Cool.  What's the difference among the three?  Cyclical psychosis, says Franzek, is induced by stress; the big mood disorders and core schizophrenia are not necessarily stress-induced.  As Jaspers said, they can come "out of the blue."  As well, in core schizophrenia there is no restitutio ad integrum, no "return to baseline."   In the cyclical psychoses there is.  They are entirely recoverable.

With cyclical psychosis we are starting to get something that looks like bouffée délirante or "psychogenic psychosis":  they are stress induced; they may or may not be relapsing; and they return to baseline.  Franzek points this out.  Why not just stick with bouffée délirante?  Here Franzek shows his colors as Leonhard's student, not Valentin Magnan's (who in 1886 conceived transitory delusional psychosis, or bouffée délirante).  It was Leonhard, not Magnan, who came up with the "cyclic" notion (or rather adopted the cyclic concept of Wernicke and Kleist).
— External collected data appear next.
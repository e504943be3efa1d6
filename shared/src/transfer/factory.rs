//! Turns an allocation plan into per-store document drafts

use std::collections::{BTreeMap, BTreeSet};

use chrono::{DateTime, Duration, Utc};
use serde::{Deserialize, Serialize};
use uuid::Uuid;

use super::collation::compare_positions;
use super::numbering::{DocumentNumber, NumberSequence};
use crate::allocation::{AllocatedLine, AllocationPlan, PlanningError};
use crate::models::{StoreAssignment, TaskDraft, TaskPriority};
use crate::types::StoreCode;

/// Settings shared by every document of a run
#[derive(Debug, Clone, Serialize, Deserialize)]
pub struct FactorySettings {
    /// Fixed central warehouse identifier
    pub source_warehouse: String,
    pub task_due_days: i64,
    pub task_priority: TaskPriority,
}

impl Default for FactorySettings {
    fn default() -> Self {
        Self {
            source_warehouse: "CENTRAL".to_string(),
            task_due_days: 2,
            task_priority: TaskPriority::High,
        }
    }
}

/// A line item ready to be persisted
#[derive(Debug, Clone, PartialEq, Eq, Serialize, Deserialize)]
pub struct LineDraft {
    pub product_code: String,
    pub product_name: String,
    pub position: Option<String>,
    pub requested_quantity: i32,
    pub sequence_index: i32,
}

/// A transfer document ready to be persisted, with its linked task
#[derive(Debug, Clone, Serialize, Deserialize)]
pub struct DocumentDraft {
    pub document_number: DocumentNumber,
    pub source_warehouse: String,
    pub destination_store: StoreCode,
    pub assignee: Uuid,
    pub created_by: Uuid,
    pub lines: Vec<LineDraft>,
    pub task: TaskDraft,
}

impl DocumentDraft {
    pub fn total_quantity(&self) -> i64 {
        self.lines
            .iter()
            .map(|line| i64::from(line.requested_quantity))
            .sum()
    }
}

/// Drafts for one run plus the stores left out for lack of an assignee
#[derive(Debug, Clone, Default)]
pub struct FactoryOutput {
    pub drafts: Vec<DocumentDraft>,
    pub unassigned_stores: Vec<StoreCode>,
}

#[derive(Debug, Clone, Default)]
pub struct TransferDocumentFactory {
    settings: FactorySettings,
}

impl TransferDocumentFactory {
    pub fn new(settings: FactorySettings) -> Self {
        Self { settings }
    }

    pub fn settings(&self) -> &FactorySettings {
        &self.settings
    }

    /// Build one draft per assigned store with at least one positive line.
    ///
    /// Stores are numbered in code order from `sequence`, so one run never
    /// reuses a number.
    pub fn build(
        &self,
        plan: &AllocationPlan,
        assignments: &[StoreAssignment],
        sequence: &mut NumberSequence,
        created_by: Uuid,
        now: DateTime<Utc>,
    ) -> Result<FactoryOutput, PlanningError> {
        let assignees = index_assignments(assignments)?;

        let mut output = FactoryOutput::default();
        for (store, lines) in plan.by_store() {
            let Some(assignee) = assignees.get(&store).copied() else {
                output.unassigned_stores.push(store);
                continue;
            };

            let lines = order_lines(lines);
            if lines.is_empty() {
                continue;
            }

            let document_number = sequence.issue();
            let task = self.task_for(&document_number, &store, &lines, assignee, created_by, now);
            output.drafts.push(DocumentDraft {
                document_number,
                source_warehouse: self.settings.source_warehouse.clone(),
                destination_store: store,
                assignee,
                created_by,
                lines,
                task,
            });
        }

        Ok(output)
    }

    fn task_for(
        &self,
        number: &DocumentNumber,
        store: &StoreCode,
        lines: &[LineDraft],
        assignee: Uuid,
        created_by: Uuid,
        now: DateTime<Utc>,
    ) -> TaskDraft {
        let total: i64 = lines.iter().map(|l| i64::from(l.requested_quantity)).sum();
        TaskDraft {
            title: format!("Převodka {} pro {}", number, store),
            description: format!(
                "Vychystat {} položek ({} ks) ze skladu {} pro prodejnu {}.",
                lines.len(),
                total,
                self.settings.source_warehouse,
                store
            ),
            priority: self.settings.task_priority,
            due_date: now + Duration::days(self.settings.task_due_days),
            assignee,
            created_by,
        }
    }
}

/// One assignee per store; an empty or ambiguous list is an input error
pub fn index_assignments(
    assignments: &[StoreAssignment],
) -> Result<BTreeMap<StoreCode, Uuid>, PlanningError> {
    if assignments.is_empty() {
        return Err(PlanningError::NoAssignments);
    }

    let mut seen = BTreeSet::new();
    let mut index = BTreeMap::new();
    for assignment in assignments {
        if !seen.insert(assignment.store.clone()) {
            return Err(PlanningError::DuplicateAssignment(assignment.store.clone()));
        }
        index.insert(assignment.store.clone(), assignment.assignee_user_id);
    }
    Ok(index)
}

/// Sort by position for picker routing and number the lines from zero
fn order_lines(mut lines: Vec<AllocatedLine>) -> Vec<LineDraft> {
    lines.retain(|line| line.quantity > 0);
    lines.sort_by(|a, b| {
        compare_positions(a.position.as_deref(), b.position.as_deref())
            .then_with(|| a.product_code.cmp(&b.product_code))
    });

    lines
        .into_iter()
        .enumerate()
        .map(|(index, line)| LineDraft {
            product_code: line.product_code,
            product_name: line.product_name,
            position: line.position,
            requested_quantity: line.quantity,
            sequence_index: index as i32,
        })
        .collect()
}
So, what's the clinical problem here?  It's called catatonia.  Anything that "alternates" sounds a lot like catatonia, where the alternation of agitation and stupor is common -- and quite pathognomonic.  In the DSM there is nothing where stupor and agitation alternate.  Leonhard recognized the distinctive nature of this alternation but called it part of "cyclical psychosis."  (For Leonhard, catatonia was something quite different.)

Why are we squabbling about catatonia, whether it's part of one fantastic diagnostic system or another?  There are stakes here, because today we recognize catatonia as eminently treatable; it is unclear to what therapy, if any, Leonhard's cyclical psychoses respond.  (It was, as other investigators established, Leonhard's "unsystematic schizophrenias" -- above all, "affect-laden paraphrenia" -- that responded to neuroleptic treatment.) 
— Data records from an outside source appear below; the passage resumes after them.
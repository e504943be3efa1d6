//! HTTP handlers for picking, shipping and receiving transfer documents

use axum::{
    extract::{Path, State},
    Json,
};
use serde::Deserialize;
use uuid::Uuid;
use validator::Validate;

use shared::transfer::AdHocItem;
use shared::{normalize_note, validate_scan_token, TransferDocument};

use crate::error::{AppError, AppResult};
use crate::middleware::{check_permission, permissions, CurrentUser};
use crate::services::fulfillment::{AddItemResult, FulfillmentService, ScanResult};
use crate::AppState;

#[derive(Debug, Deserialize, Validate)]
pub struct ScanRequest {
    #[validate(length(min = 1, max = 64))]
    pub code: String,
}

#[derive(Debug, Deserialize, Validate)]
pub struct ConfirmItemRequest {
    #[validate(range(min = 0, message = "Picked quantity cannot be negative"))]
    pub quantity: i32,
}

#[derive(Debug, Deserialize, Validate)]
pub struct AddItemRequest {
    #[validate(length(min = 1, max = 64))]
    pub product_code: String,
    #[validate(length(min = 1, max = 255))]
    pub product_name: String,
    #[validate(length(max = 64))]
    pub position: Option<String>,
    #[validate(range(min = 1, max = 100_000, message = "Added quantity must be between 1 and 100000"))]
    pub quantity: i32,
}

#[derive(Debug, Default, Deserialize, Validate)]
pub struct FinishPickingRequest {
    #[validate(length(max = 2000))]
    pub note: Option<String>,
}

fn fulfillment_service(state: &AppState) -> FulfillmentService {
    FulfillmentService::new(state.db.clone(), state.events.clone())
}

/// Start picking (idempotent)
pub async fn start_picking(
    State(state): State<AppState>,
    current_user: CurrentUser,
    Path(document_id): Path<Uuid>,
) -> AppResult<Json<TransferDocument>> {
    check_permission(&current_user.0, permissions::PICK)?;

    let document = fulfillment_service(&state).start_picking(document_id).await?;
    Ok(Json(document))
}

/// Match a scanned barcode against the document
pub async fn scan_code(
    State(state): State<AppState>,
    current_user: CurrentUser,
    Path(document_id): Path<Uuid>,
    Json(input): Json<ScanRequest>,
) -> AppResult<Json<ScanResult>> {
    check_permission(&current_user.0, permissions::PICK)?;
    input.validate()?;
    validate_scan_token(&input.code).map_err(|msg| AppError::Validation {
        field: "code".to_string(),
        message: msg.to_string(),
        message_cs: "Naskenovaný kód je prázdný".to_string(),
    })?;

    let result = fulfillment_service(&state)
        .scan(document_id, &input.code)
        .await?;
    Ok(Json(result))
}

/// Confirm the picked quantity of a line item
pub async fn confirm_item(
    State(state): State<AppState>,
    current_user: CurrentUser,
    Path((document_id, item_id)): Path<(Uuid, Uuid)>,
    Json(input): Json<ConfirmItemRequest>,
) -> AppResult<Json<TransferDocument>> {
    check_permission(&current_user.0, permissions::PICK)?;
    input.validate()?;

    let document = fulfillment_service(&state)
        .confirm_item(document_id, item_id, input.quantity)
        .await?;
    Ok(Json(document))
}

/// Add an ad-hoc line item
pub async fn add_item(
    State(state): State<AppState>,
    current_user: CurrentUser,
    Path(document_id): Path<Uuid>,
    Json(input): Json<AddItemRequest>,
) -> AppResult<Json<AddItemResult>> {
    check_permission(&current_user.0, permissions::PICK)?;
    input.validate()?;

    let item = AdHocItem {
        product_code: input.product_code.trim().to_string(),
        product_name: input.product_name.trim().to_string(),
        position: input
            .position
            .map(|p| p.trim().to_string())
            .filter(|p| !p.is_empty()),
        quantity: input.quantity,
    };
    let result = fulfillment_service(&state).add_item(document_id, item).await?;
    Ok(Json(result))
}

/// Close the picking session
pub async fn finish_picking(
    State(state): State<AppState>,
    current_user: CurrentUser,
    Path(document_id): Path<Uuid>,
    Json(input): Json<FinishPickingRequest>,
) -> AppResult<Json<TransferDocument>> {
    check_permission(&current_user.0, permissions::PICK)?;
    input.validate()?;

    let note = normalize_note(input.note.as_deref());
    let document = fulfillment_service(&state)
        .finish_picking(document_id, note.as_deref())
        .await?;
    Ok(Json(document))
}

/// Dispatch to the destination store
pub async fn ship(
    State(state): State<AppState>,
    current_user: CurrentUser,
    Path(document_id): Path<Uuid>,
) -> AppResult<Json<TransferDocument>> {
    check_permission(&current_user.0, permissions::SHIP)?;

    let document = fulfillment_service(&state).ship(document_id).await?;
    Ok(Json(document))
}

/// Destination store acknowledges receipt
pub async fn confirm_receipt(
    State(state): State<AppState>,
    current_user: CurrentUser,
    Path(document_id): Path<Uuid>,
) -> AppResult<Json<TransferDocument>> {
    check_permission(&current_user.0, permissions::RECEIVE)?;

    let document = fulfillment_service(&state).confirm_receipt(document_id).await?;
    Ok(Json(document))
}

/// Cancel before picking is finished
pub async fn cancel(
    State(state): State<AppState>,
    current_user: CurrentUser,
    Path(document_id): Path<Uuid>,
) -> AppResult<Json<TransferDocument>> {
    check_permission(&current_user.0, permissions::PLAN)?;

    let document = fulfillment_service(&state).cancel(document_id).await?;
    Ok(Json(document))
}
Thus, if you accept catatonia as a disease of its own, you will think clearly of the effective treatments of it.  If you see it buried in some difficult-to-master Central European nosological system, and not even called catatonia, your mind may drift on.
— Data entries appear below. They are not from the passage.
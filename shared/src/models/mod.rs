//! Domain models for inter-store transfers

mod product;
mod snapshot;
mod task;
mod transfer;

pub use product::*;
pub use snapshot::*;
pub use task::*;
pub use transfer::*;
//! Whole-run planning across the catalog

use std::collections::BTreeMap;

use rust_decimal::Decimal;
use serde::{Deserialize, Serialize};

use super::{allocate, available_for_distribution, is_distributable, DemandPolicy, PlanningError};
use crate::models::{InventorySnapshot, Product};
use crate::types::StoreCode;

/// Allocation outcome for one product
#[derive(Debug, Clone, Serialize, Deserialize)]
pub struct ProductAllocation {
    pub product_code: String,
    pub product_name: String,
    /// Central bin, copied onto line items
    pub position: Option<String>,
    pub available: Decimal,
    pub requested: BTreeMap<StoreCode, i32>,
    pub allocated: BTreeMap<StoreCode, i32>,
}

impl ProductAllocation {
    pub fn total_requested(&self) -> i64 {
        self.requested.values().map(|q| i64::from(*q)).sum()
    }

    pub fn total_allocated(&self) -> i64 {
        self.allocated.values().map(|q| i64::from(*q)).sum()
    }

    pub fn is_scarce(&self) -> bool {
        self.available < Decimal::from(self.total_requested())
    }
}

/// Why a product produced no allocation
#[derive(Debug, Clone, PartialEq, Eq, Serialize, Deserialize)]
#[serde(tag = "reason", rename_all = "snake_case")]
pub enum ExclusionReason {
    /// No eligible store has a deficit above the threshold
    NoDemand,
    /// Central stock net of reserve is zero or negative
    NoCentralSupply { available: Decimal },
    /// Supply was positive but below one whole unit per store
    NothingAllocated,
}

#[derive(Debug, Clone, Serialize, Deserialize)]
pub struct ProductExclusion {
    pub product_code: String,
    #[serde(flatten)]
    pub reason: ExclusionReason,
}

/// One allocated product as seen from a destination store
#[derive(Debug, Clone, PartialEq, Eq, Serialize, Deserialize)]
pub struct AllocatedLine {
    pub product_code: String,
    pub product_name: String,
    pub position: Option<String>,
    pub quantity: i32,
}

/// Result of one allocation run
#[derive(Debug, Clone, Default, Serialize, Deserialize)]
pub struct AllocationPlan {
    pub products: Vec<ProductAllocation>,
    pub exclusions: Vec<ProductExclusion>,
}

impl AllocationPlan {
    /// Regroup allocations by destination store, stores in code order
    pub fn by_store(&self) -> BTreeMap<StoreCode, Vec<AllocatedLine>> {
        let mut grouped: BTreeMap<StoreCode, Vec<AllocatedLine>> = BTreeMap::new();
        for product in &self.products {
            for (store, quantity) in &product.allocated {
                if *quantity <= 0 {
                    continue;
                }
                grouped.entry(store.clone()).or_default().push(AllocatedLine {
                    product_code: product.product_code.clone(),
                    product_name: product.product_name.clone(),
                    position: product.position.clone(),
                    quantity: *quantity,
                });
            }
        }
        grouped
    }

    pub fn total_allocated(&self) -> i64 {
        self.products.iter().map(ProductAllocation::total_allocated).sum()
    }

    pub fn is_empty(&self) -> bool {
        self.products.is_empty()
    }
}

enum ProductPlan {
    Allocated(ProductAllocation),
    Excluded(ExclusionReason),
}

/// Runs demand, supply and apportionment over a snapshot
#[derive(Debug, Clone, Default)]
pub struct AllocationPlanner {
    policy: DemandPolicy,
}

impl AllocationPlanner {
    pub fn new(policy: DemandPolicy) -> Self {
        Self { policy }
    }

    pub fn policy(&self) -> &DemandPolicy {
        &self.policy
    }

    /// Plan every product in the snapshot. Products come out in code order.
    pub fn plan(&self, snapshot: &InventorySnapshot) -> Result<AllocationPlan, PlanningError> {
        if snapshot.is_empty() {
            return Err(PlanningError::EmptyCatalog);
        }

        let mut products: Vec<&Product> = snapshot.products.iter().collect();
        products.sort_by(|a, b| a.code.cmp(&b.code));

        let mut plan = AllocationPlan::default();
        for product in products {
            match self.plan_product(product, snapshot) {
                ProductPlan::Allocated(allocation) => plan.products.push(allocation),
                ProductPlan::Excluded(reason) => plan.exclusions.push(ProductExclusion {
                    product_code: product.code.clone(),
                    reason,
                }),
            }
        }

        Ok(plan)
    }

    /// Requested quantity per eligible store for one product
    pub fn requested_for(
        &self,
        product: &Product,
        snapshot: &InventorySnapshot,
    ) -> BTreeMap<StoreCode, i32> {
        product
            .target_stock
            .iter()
            .filter(|(store, target)| self.policy.is_eligible(store, Some(**target)))
            .filter_map(|(store, target)| {
                let input = snapshot.demand_input(&product.code, store);
                self.policy
                    .compute_demand(store, &input, Some(*target))
                    .map(|quantity| (store.clone(), quantity))
            })
            .collect()
    }

    fn plan_product(&self, product: &Product, snapshot: &InventorySnapshot) -> ProductPlan {
        let central = snapshot.central_for(&product.code);
        let available = available_for_distribution(&central);
        if !is_distributable(available) {
            return ProductPlan::Excluded(ExclusionReason::NoCentralSupply { available });
        }

        let requested = self.requested_for(product, snapshot);
        if requested.is_empty() {
            return ProductPlan::Excluded(ExclusionReason::NoDemand);
        }

        let allocated = allocate(&requested, available);
        if allocated.is_empty() {
            return ProductPlan::Excluded(ExclusionReason::NothingAllocated);
        }

        ProductPlan::Allocated(ProductAllocation {
            product_code: product.code.clone(),
            product_name: product.name.clone(),
            position: central.position,
            available,
            requested,
            allocated,
        })
    }
}

#[cfg(test)]
mod tests {
    use super::*;
    use crate::models::{CentralSalesRecord, CentralStockRecord, StoreSalesRecord, StoreStockRecord};
    use rust_decimal_macros::dec;

    fn sales(code: &str, store: &str, average: Decimal) -> StoreSalesRecord {
        StoreSalesRecord {
            code: code.into(),
            store: store.into(),
            average_sales: average,
        }
    }

    fn stock(code: &str, store: &str, quantity: i32) -> StoreStockRecord {
        StoreStockRecord {
            code: code.into(),
            store: store.into(),
            quantity,
        }
    }

    fn central(code: &str, quantity: i32) -> CentralStockRecord {
        CentralStockRecord {
            code: code.into(),
            quantity,
            position: Some(format!("R-{code}")),
        }
    }

    fn snapshot() -> InventorySnapshot {
        let products = vec![
            Product::new("B2", "Šampon")
                .with_target("BRNO", 10)
                .with_target("PRAHA", 10),
            Product::new("A1", "Mýdlo")
                .with_target("BRNO", 10)
                .with_target("PRAHA", 10)
                .with_target("ZLIN", 10),
            Product::new("C3", "Krém").with_target("BRNO", 4),
        ];

        InventorySnapshot::from_records(
            products,
            vec![
                sales("A1", "BRNO", dec!(10)),
                sales("A1", "PRAHA", dec!(7)),
                sales("A1", "ZLIN", dec!(3)),
                sales("B2", "BRNO", dec!(5)),
                sales("B2", "PRAHA", dec!(5)),
                sales("C3", "BRNO", dec!(2)),
            ],
            vec![CentralSalesRecord {
                code: "A1".into(),
                average_sales: dec!(2),
            }],
            vec![stock("B2", "BRNO", 5), stock("B2", "PRAHA", 1)],
            vec![central("A1", 15), central("B2", 100)],
        )
    }

    #[test]
    fn test_plan_allocates_scarce_product() {
        let plan = AllocationPlanner::default().plan(&snapshot()).unwrap();

        let a1 = plan
            .products
            .iter()
            .find(|p| p.product_code == "A1")
            .unwrap();
        // 15 - 2/2 = 14 available for demand 10 + 7 + 3
        assert_eq!(a1.available, dec!(14));
        assert!(a1.is_scarce());
        assert_eq!(a1.total_allocated(), 14);
        assert_eq!(a1.allocated.get("PRAHA"), Some(&5));
        assert_eq!(a1.position.as_deref(), Some("R-A1"));
    }

    #[test]
    fn test_plan_records_exclusions() {
        let plan = AllocationPlanner::default().plan(&snapshot()).unwrap();

        let c3 = plan
            .exclusions
            .iter()
            .find(|e| e.product_code == "C3")
            .unwrap();
        assert!(matches!(c3.reason, ExclusionReason::NoCentralSupply { .. }));
    }

    #[test]
    fn test_plan_full_supply_skips_small_deficits() {
        let plan = AllocationPlanner::default().plan(&snapshot()).unwrap();

        let b2 = plan
            .products
            .iter()
            .find(|p| p.product_code == "B2")
            .unwrap();
        // BRNO is at target, PRAHA is 4 short of 5
        assert_eq!(b2.allocated.len(), 1);
        assert_eq!(b2.allocated.get("PRAHA"), Some(&4));
    }

    #[test]
    fn test_plan_products_in_code_order() {
        let plan = AllocationPlanner::default().plan(&snapshot()).unwrap();
        let codes: Vec<&str> = plan.products.iter().map(|p| p.product_code.as_str()).collect();
        assert_eq!(codes, vec!["A1", "B2"]);
    }

    #[test]
    fn test_by_store_groups_lines() {
        let plan = AllocationPlanner::default().plan(&snapshot()).unwrap();
        let grouped = plan.by_store();

        let praha = grouped.get("PRAHA").unwrap();
        assert_eq!(praha.len(), 2);
        assert_eq!(grouped.get("ZLIN").map(Vec::len), Some(1));
    }

    #[test]
    fn test_excluded_store_gets_nothing() {
        let planner = AllocationPlanner::new(DemandPolicy::default().with_excluded_stores(["PRAHA"]));
        let plan = planner.plan(&snapshot()).unwrap();
        assert!(!plan.by_store().contains_key("PRAHA"));
    }

    #[test]
    fn test_empty_catalog_is_rejected() {
        let result = AllocationPlanner::default().plan(&InventorySnapshot::default());
        assert_eq!(result.unwrap_err(), PlanningError::EmptyCatalog);
    }
}
//! Route definitions for the transfer service

use axum::{
    middleware,
    routing::{get, post},
    Router,
};

use crate::{handlers, middleware::auth_middleware, AppState};

/// Create API routes
pub fn api_routes(state: AppState) -> Router<AppState> {
    Router::new()
        // Health check (public)
        .route("/health", get(handlers::health_check))
        // Protected routes - allocation runs
        .nest("/allocations", allocation_routes(state.clone()))
        // Protected routes - transfer documents
        .nest("/transfers", transfer_routes(state))
}

/// Allocation routes (protected)
fn allocation_routes(state: AppState) -> Router<AppState> {
    Router::new()
        .route("/preview", post(handlers::preview_allocation))
        .route("/run", post(handlers::run_allocation))
        .route_layer(middleware::from_fn_with_state(state, auth_middleware))
}

/// Transfer document routes (protected)
fn transfer_routes(state: AppState) -> Router<AppState> {
    Router::new()
        .route("/", get(handlers::list_transfers))
        .route("/events", get(handlers::stream_events))
        .route("/:document_id", get(handlers::get_transfer))
        .route("/:document_id/pick-list", get(handlers::get_pick_list))
        .route("/:document_id/start", post(handlers::start_picking))
        .route("/:document_id/scan", post(handlers::scan_code))
        .route("/:document_id/items", post(handlers::add_item))
        .route(
            "/:document_id/items/:item_id/confirm",
            post(handlers::confirm_item),
        )
        .route("/:document_id/finish", post(handlers::finish_picking))
        .route("/:document_id/ship", post(handlers::ship))
        .route("/:document_id/receive", post(handlers::confirm_receipt))
        .route("/:document_id/cancel", post(handlers::cancel))
        .route_layer(middleware::from_fn_with_state(state, auth_middleware))
}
So, what can we say of Franzek's current effort to break up the monolith of schizophrenia?  He gets full marks for trying.  His "cyclical psychoses" seem somewhat arbitrary in concept, as did the original Leonhardian diagnoses themselves.  But no, Franzek responds:  They are stress-induced and remit completely.  Nothing arbitrary about that.  Hmmm, I'd like to see a bit more evidence on this before accepting it as gospel. 

In the meantime, other efforts to break up the nosological monstrosity that Kraepelin conceived in 1893 as dementia praecox and Bleuler perpetuated in 1908 as schizophrenia, are only to be welcomed.